TO DO:
Pull each line containing "length" out of the listing below.

'''

//! Low-level byte stream parser for CIL instruction decoding.
//!
//! This module provides the [`crate::file::parser::Parser`] type, a cursor-based binary data
//! parser for reading method body bytes. It offers bounds-checked access to binary data in
//! little-endian format, which is the only byte order that occurs inside an instruction stream.
//!
//! # Architecture
//!
//! The parser is built around a simple cursor-based model that maintains a position within
//! a byte slice:
//!
//! - **Position tracking** - Maintains current offset for sequential parsing operations
//! - **Bounds checking** - All operations validate data availability before reading
//! - **Type-safe reading** - Strongly typed methods for the operand primitive types
//!
//! # Usage Examples
//!
//! ```rust
//! use cilhook::Parser;
//!
//! let data = [0x01, 0x02, 0x03, 0x04];
//! let mut parser = Parser::new(&data);
//!
//! let value = parser.read_le::<u16>()?;
//! assert_eq!(value, 0x0201);
//! # Ok::<(), cilhook::Error>(())
//! ```

use crate::{file::io::read_le_at, file::io::CilIO, Result};

/// A cursor-based reader over a method body's byte stream.
///
/// `Parser` provides bounds-checked sequential and random access over a byte
/// slice. The decoder drives it strictly forward; `seek` exists for callers
/// that need to re-read a region, such as the exception clause walker.
///
/// # Examples
///
/// ```rust,no_run
/// use cilhook::Parser;
///
/// let data = [0x01, 0x02, 0x03, 0x04, 0x05, 0x06, 0x07, 0x08];
/// let mut parser = Parser::new(&data);
///
/// let first = parser.read_le::<u32>()?;
/// assert_eq!(first, 0x04030201);
///
/// parser.seek(6)?;
/// let last_bytes = parser.read_le::<u16>()?;
/// assert_eq!(last_bytes, 0x0807);
/// # Ok::<(), cilhook::Error>(())
/// ```
pub struct Parser<'a> {
    /// The binary data being parsed
    data: &'a [u8],
    /// Current position within the data buffer
    position: usize,
}

impl<'a> Parser<'a> {
    /// Create a new [`crate::file::parser::Parser`] from a byte slice.
    ///
    /// # Arguments
    /// * `data` - The byte slice to read from
    #[must_use]
    pub fn new(data: &'a [u8]) -> Self {
        Parser { data, position: 0 }
    }

    /// Returns the length of the underlying data buffer.
    #[must_use]
    pub fn len(&self) -> usize {
        self.data.len()
    }

    /// Returns `true` if the parser has no data.
    #[must_use]
    pub fn is_empty(&self) -> bool {
        self.data.is_empty()
    }

    /// Returns `true` if there is more data available to parse.
    #[must_use]
    pub fn has_more_data(&self) -> bool {
        self.position < self.data.len()
    }

    /// Returns the current position of the cursor.
    #[must_use]
    pub fn pos(&self) -> usize {
        self.position
    }

    /// Move the current position to the specified index.
    ///
    /// # Arguments
    /// * `pos` - The position to move the cursor to
    ///
    /// # Errors
    /// Returns [`crate::Error::OutOfBounds`] if position is beyond the data length.
    pub fn seek(&mut self, pos: usize) -> Result<()> {
        if pos >= self.data.len() {
            return Err(crate::Error::OutOfBounds);
        }

        self.position = pos;
        Ok(())
    }

    /// Move the position forward by one byte.
    ///
    /// # Errors
    /// Returns [`crate::Error::OutOfBounds`] if the advance would leave the buffer.
    pub fn advance(&mut self) -> Result<()> {
        if self.position + 1 > self.data.len() {
            return Err(crate::Error::OutOfBounds);
        }

        self.position += 1;
        Ok(())
    }

    /// Move the position forward by the specified amount of bytes.
    ///
    /// # Arguments
    /// * `count` - The amount of bytes to advance
    ///
    /// # Errors
    /// Returns [`crate::Error::OutOfBounds`] if the advance would leave the buffer.
    pub fn advance_by(&mut self, count: usize) -> Result<()> {
        if self.position + count > self.data.len() {
            return Err(crate::Error::OutOfBounds);
        }

        self.position += count;
        Ok(())
    }

    /// Peek at the current byte without advancing the cursor.
    ///
    /// # Errors
    /// Returns [`crate::Error::OutOfBounds`] if the cursor is at the end of the data.
    pub fn peek_byte(&self) -> Result<u8> {
        if self.position >= self.data.len() {
            return Err(crate::Error::OutOfBounds);
        }

        Ok(self.data[self.position])
    }

    /// Read a value of type `T` at the current position, advancing past it.
    ///
    /// # Errors
    /// Returns [`crate::Error::OutOfBounds`] if fewer than `size_of::<T>()`
    /// bytes remain.
    pub fn read_le<T: CilIO>(&mut self) -> Result<T> {
        read_le_at(self.data, &mut self.position)
    }
}

#[cfg(test)]
mod tests {
    use super::*;

    #[test]
    fn sequential_reads() {
        let data = [0x01, 0x02, 0x03, 0x04, 0x05, 0x06, 0x07, 0x08];
        let mut parser = Parser::new(&data);

        assert_eq!(parser.read_le::<u32>().unwrap(), 0x0403_0201);
        assert_eq!(parser.pos(), 4);
        assert_eq!(parser.read_le::<u16>().unwrap(), 0x0605);
        assert!(parser.has_more_data());
        assert_eq!(parser.read_le::<u16>().unwrap(), 0x0807);
        assert!(!parser.has_more_data());
    }

    #[test]
    fn seek_and_peek() {
        let data = [0xAA, 0xBB, 0xCC];
        let mut parser = Parser::new(&data);

        parser.seek(2).unwrap();
        assert_eq!(parser.peek_byte().unwrap(), 0xCC);
        assert_eq!(parser.pos(), 2);

        assert!(parser.seek(3).is_err());
    }

    #[test]
    fn bounds_are_enforced() {
        let data = [0x01];
        let mut parser = Parser::new(&data);

        assert!(parser.read_le::<u32>().is_err());
        assert!(parser.advance_by(2).is_err());

        parser.advance().unwrap();
        assert!(parser.peek_byte().is_err());
        assert!(parser.advance().is_err());
    }

    #[test]
    fn empty_input() {
        let parser = Parser::new(&[]);
        assert!(parser.is_empty());
        assert!(!parser.has_more_data());
        assert_eq!(parser.len(), 0);
    }
}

'''

COMPLETED EXERCISE:
    /// Returns the length of the underlying data buffer.
    /// Returns [`crate::Error::OutOfBounds`] if position is beyond the data length.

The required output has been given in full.